Stressors include the deaths of family members, hardships of camp life, and altered family dynamics.
High Incidence of Mental Health Issues: Displaced women show higher rates of mental health issues, such as:
Post-Traumatic Stress Disorder (PTSD): Women are twice as likely to exhibit PTSD symptoms compared to men.
Depression: Women are over four times as likely to experience depression.
Case Study - Darfur, Sudan: A study revealed that 72% of displaced women in Darfur suffered from PTSD and general distress due to their traumatic experiences.
Social and Gender Inequalities
Epistemic Injustice: Women’s experiences and testimonies often go unnoticed, leading to their mental health issues being dismissed or stigmatized.
Patriarchal Societies: In patriarchal societies, refugee women’s mental health concerns are further marginalized, with families prioritizing the physical health of men over the mental health of women.
Challenges in Accessing Mental Health Services
Stigma and Isolation: Refugee women face stigma surrounding mental health issues, leading to isolation and a lack of support.
Limited Financial Resources: Financial constraints often force refugee families to neglect mental health care.
Inadequate Mental Health Services:
Government hospitals are overwhelmed with long wait times.
Non-Governmental Organizations (NGOs) provide unregulated support services, often sought only when issues escalate severely.
Communication Barriers: Language and cultural differences further restrict access to necessary services.
International Conventions and India’s Legal Framework
UN Convention on the Rights of Persons with Disabilities (UNCRPD): Recognizes the rights of individuals with long-term mental or intellectual impairments (psychosocial disabilities) to participate fully in society.
Article 6 emphasizes the rights of women and girls with disabilities to enjoy full and equal human rights.

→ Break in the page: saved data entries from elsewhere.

use serde::{Deserialize, Serialize};
use tracing::info;

use super::api_client::ApiClient;
use super::error::ApiResult;
use crate::entities::EntityId;

#[derive(Debug, Serialize)]
struct ResourceRef<'a> {
    url: &'a EntityId,
}

#[derive(Debug, Serialize)]
#[serde(rename_all = "camelCase")]
struct CreateShareRequest<'a> {
    invitation_type: &'static str,
    resources: Vec<ResourceRef<'a>>,
}

#[derive(Debug, Serialize)]
struct ResourcesRequest<'a> {
    resources: Vec<ResourceRef<'a>>,
}

#[derive(Debug, Serialize)]
#[serde(rename_all = "camelCase")]
struct AcceptRequest<'a> {
    invitation_id: &'a str,
}

#[derive(Debug, Deserialize)]
#[serde(rename_all = "camelCase")]
struct CreateShareResponse {
    invitation_link: String,
}

#[derive(Debug, Deserialize)]
struct SharedResource {
    url: String,
}

#[derive(Debug, Deserialize)]
struct AcceptResponse {
    #[serde(default)]
    resources: Vec<SharedResource>,
}

fn refs(ids: &[EntityId]) -> Vec<ResourceRef<'_>> {
    ids.iter().map(|url| ResourceRef { url }).collect()
}

/// Link-based sharing of conversations and prompts.
#[derive(Clone)]
pub struct ShareService {
    api: ApiClient,
}

impl ShareService {
    pub fn new(api: ApiClient) -> Self {
        Self { api }
    }

    /// Create an invitation for `ids`; returns the invitation link.
    pub async fn share(&self, ids: &[EntityId]) -> ApiResult<String> {
        info!(resources = ids.len(), "Creating share invitation");
        let response: CreateShareResponse = self
            .api
            .post_json(
                "ops/resource/share/create",
                &CreateShareRequest {
                    invitation_type: "link",
                    resources: refs(ids),
                },
            )
            .await?;
        Ok(response.invitation_link)
    }

    /// Accept an invitation; returns the ids now shared with the user.
    pub async fn accept(&self, invitation_id: &str) -> ApiResult<Vec<EntityId>> {
        let response: AcceptResponse = self
            .api
            .post_json("ops/resource/share/accept", &AcceptRequest { invitation_id })
            .await?;
        Ok(response
            .resources
            .into_iter()
            .filter_map(|r| EntityId::decode(&r.url).ok())
            .collect())
    }

    pub async fn revoke(&self, ids: &[EntityId]) -> ApiResult<()> {
        self.api
            .post("ops/resource/share/revoke", &ResourcesRequest { resources: refs(ids) })
            .await
    }

    pub async fn discard(&self, ids: &[EntityId]) -> ApiResult<()> {
        self.api
            .post("ops/resource/share/discard", &ResourcesRequest { resources: refs(ids) })
            .await
    }
}
use crate::conversations::ConversationAction;
use crate::prompts::PromptAction;
use crate::publications::{PublicationAction, ShareAction};
use crate::settings::actions::ModelsAction;
use crate::settings::models::LocalSettings;

/// Every transition the application store accepts, grouped by slice.
#[derive(Debug, Clone)]
pub enum Action {
    /// Persisted preferences read once at startup.
    LocalSettingsLoaded(LocalSettings),
    Conversations(ConversationAction),
    Prompts(PromptAction),
    Models(ModelsAction),
    Publications(PublicationAction),
    Share(ShareAction),
}

impl Action {
    /// Whether reducing this action changes anything kept in [`LocalSettings`].
    pub fn affects_local_settings(&self) -> bool {
        use ConversationAction as C;

        match self {
            Action::Conversations(action) => matches!(
                action,
                C::SelectConversations { .. }
                    | C::AddConversations { select: true, .. }
                    | C::CreateNewConversationSuccess { .. }
                    | C::UpdateConversationSuccess { .. }
                    | C::UpdateConversationFail { .. }
                    | C::DeleteConversationsComplete { .. }
                    | C::SelectForCompareCompleted { .. }
                    | C::SendMessage { .. }
                    | C::ApplyIdRemap { .. }
                    | C::DeleteFolder { .. }
                    | C::ToggleFolderCollapse { .. }
            ),
            Action::Models(action) => matches!(
                action,
                ModelsAction::UpdateRecentModels { .. }
                    | ModelsAction::AddInstalledModels { .. }
                    | ModelsAction::RemoveInstalledModels { .. }
            ),
            Action::LocalSettingsLoaded(_)
            | Action::Prompts(_)
            | Action::Publications(_)
            | Action::Share(_) => false,
        }
    }
}

impl From<ConversationAction> for Action {
    fn from(action: ConversationAction) -> Self {
        Action::Conversations(action)
    }
}

impl From<PromptAction> for Action {
    fn from(action: PromptAction) -> Self {
        Action::Prompts(action)
    }
}

impl From<ModelsAction> for Action {
    fn from(action: ModelsAction) -> Self {
        Action::Models(action)
    }
}

impl From<PublicationAction> for Action {
    fn from(action: PublicationAction) -> Self {
        Action::Publications(action)
    }
}

impl From<ShareAction> for Action {
    fn from(action: ShareAction) -> Self {
        Action::Share(action)
    }
}
use futures::future::join_all;
use tracing::warn;

use super::entity_repository::{EntityRepository, StoredEntity};
use super::error::RepositoryResult;
use crate::entities::EntityId;
use crate::services::ApiError;

/// Delete every id concurrently. Returns the ids that could not be deleted;
/// an id that is already gone counts as deleted.
pub async fn delete_all<E: StoredEntity>(
    repository: &dyn EntityRepository<E>,
    ids: &[EntityId],
) -> Vec<EntityId> {
    let results = join_all(ids.iter().map(|id| repository.delete(id))).await;
    ids.iter()
        .zip(results)
        .filter_map(|(id, result)| match result {
            Ok(()) => None,
            Err(e) if e.api_error() == Some(&ApiError::NotFound) => None,
            Err(e) => {
                warn!(id = %id.encode(), error = ?e, "Failed to delete entity");
                Some(id.clone())
            }
        })
        .collect()
}

/// Move every `(from, to)` pair concurrently. Returns the pairs that failed.
pub async fn move_all<E: StoredEntity>(
    repository: &dyn EntityRepository<E>,
    pairs: &[(EntityId, EntityId)],
) -> Vec<(EntityId, EntityId)> {
    let results = join_all(pairs.iter().map(|(from, to)| repository.move_entity(from, to))).await;
    pairs
        .iter()
        .zip(results)
        .filter_map(|(pair, result)| match result {
            Ok(()) => None,
            Err(e) => {
                warn!(from = %pair.0.encode(), to = %pair.1.encode(), error = ?e, "Failed to move entity");
                Some(pair.clone())
            }
        })
        .collect()
}

/// Store `entity` under its id, then remove the copy at `old`.
///
/// When the old copy cannot be removed the new one is deleted again so the
/// backend is left as it was.
pub async fn relocate<E: StoredEntity>(
    repository: &dyn EntityRepository<E>,
    entity: E,
    old: &EntityId,
) -> RepositoryResult<EntityId> {
    let stored = repository.create(entity).await?;
    if let Err(e) = repository.delete(old).await {
        if let Err(cleanup) = repository.delete(&stored).await {
            warn!(id = %stored.encode(), error = ?cleanup, "Failed to remove relocated copy");
        }
        return Err(e);
    }
    Ok(stored)
}
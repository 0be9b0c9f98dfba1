use tokio_util::sync::CancellationToken;

use super::conversation::{Conversation, ConversationMode, ConversationPatch};
use super::message::{Message, Rating};
use crate::conversations::actions::ConversationAction;
use crate::entities::folders::{self, apply_folder_remap, merge_folders};
use crate::entities::naming::{self, DEFAULT_FOLDER_NAME};
use crate::entities::{ApiKind, EntityId, Folder, FolderPath, IdRemap, LoadStatus};
use crate::prompts::template;

/// State of the conversation slice. Written only by [`ConversationsState::reduce`].
#[derive(Debug, Clone)]
pub struct ConversationsState {
    pub conversations: Vec<Conversation>,
    pub folders: Vec<Folder>,
    /// Insertion ordered, never contains duplicates. Two ids means compare mode.
    pub selected_ids: Vec<EntityId>,
    pub selected_loaded: bool,
    pub status: LoadStatus,
    pub chosen_conversation_ids: Vec<EntityId>,
    pub chosen_folder_ids: Vec<FolderPath>,
    pub collapsed_folder_ids: Vec<FolderPath>,
    /// Cancels every stream started in the current send session.
    pub abort_scope: CancellationToken,
    pub is_replay_paused: bool,
    pub is_replay_requires_variables: bool,
    pub compare_loading: bool,
    bucket: String,
}
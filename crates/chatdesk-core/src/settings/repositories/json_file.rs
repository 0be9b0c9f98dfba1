use std::path::{Path, PathBuf};

use serde::Serialize;
use serde::de::DeserializeOwned;

use crate::repositories::{RepositoryError, RepositoryResult};

pub const APP_DIR: &str = "chatdesk";

/// `<config dir>/chatdesk/<file_name>`
pub fn config_file_path(file_name: &str) -> RepositoryResult<PathBuf> {
    let config_dir = dirs::config_dir().ok_or_else(|| RepositoryError::InitializationError {
        message: "Cannot determine config directory".into(),
    })?;
    Ok(config_dir.join(APP_DIR).join(file_name))
}

/// Read a JSON document; a missing file yields `T::default()` (first run).
pub async fn read_json_or_default<T>(path: &Path) -> RepositoryResult<T>
where
    T: DeserializeOwned + Default,
{
    if !tokio::fs::try_exists(path).await? {
        return Ok(T::default());
    }

    let contents = tokio::fs::read_to_string(path).await?;
    let value = serde_json::from_str(&contents)?;
    Ok(value)
}

/// Write a JSON document atomically using temp file + rename.
pub async fn write_json_atomic<T: Serialize>(path: &Path, value: &T) -> RepositoryResult<()> {
    if let Some(parent) = path.parent() {
        tokio::fs::create_dir_all(parent).await?;
    }

    let json = serde_json::to_string_pretty(value)?;

    let temp_path = path.with_extension("json.tmp");
    tokio::fs::write(&temp_path, json).await?;
    tokio::fs::rename(&temp_path, path).await?;

    Ok(())
}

Rights of Persons with Disabilities Act, 2016 (RPWDA):
Defines "mental illness" as a substantial disorder that impairs judgment, behavior, and capacity to meet life’s demands.
Guarantees rights to persons with disabilities, including free and priority access to health care (Section 25).
Mandates equal rights for women with disabilities (Section 4).
Exclusion of Refugee Women
Legal and Administrative Gaps: Refugee women with psychosocial disabilities are excluded from these guarantees due to:
Legal frameworks that overlook non-nationals in the distribution of rights and services.
Social stigma, lack of awareness, and financial constraints.
Judicial Interventions
Supreme Court of India: Affirmed the inherent right to life under Article 21, which includes the right to health for refugees.
Access to Health Services: Refugees primarily rely on government hospitals, as they are excluded from most public health programs available to citizens, and private care is prohibitively expensive.
Gap in Implementation: The absence of explicit guarantees extending RPWDA to refugees results in the violation of their right to health and life.
Need for a Uniform Refugee Policy in India
India’s Non-Signatory Status: India is not a party to the 1951 Refugee Convention or its 1967 Protocol, leading to a lack of specific domestic legislation for refugees.
Codified Refugee Policy: The need for a uniform, codified framework that aligns with India’s international commitments, such as the 2030 Agenda for Sustainable Development, is critical.
Policy Integration: Refugees with disabilities must be integrated into relevant policies and programs in an accessible manner.
Disaggregated Data: Effective policymaking requires the collection of disaggregated data on refugee health conditions, necessitating systematic identification and registration processes.
Conclusion
Call to Action: The article stresses the urgency of addressing the structural gaps in India’s refugee policy, particularly for displaced women with psychosocial disabilities.
Future Prospects: The pressing question remains whether these vulnerable groups will continue to suffer or if timely and effective measures will be taken to protect their rights and well-being.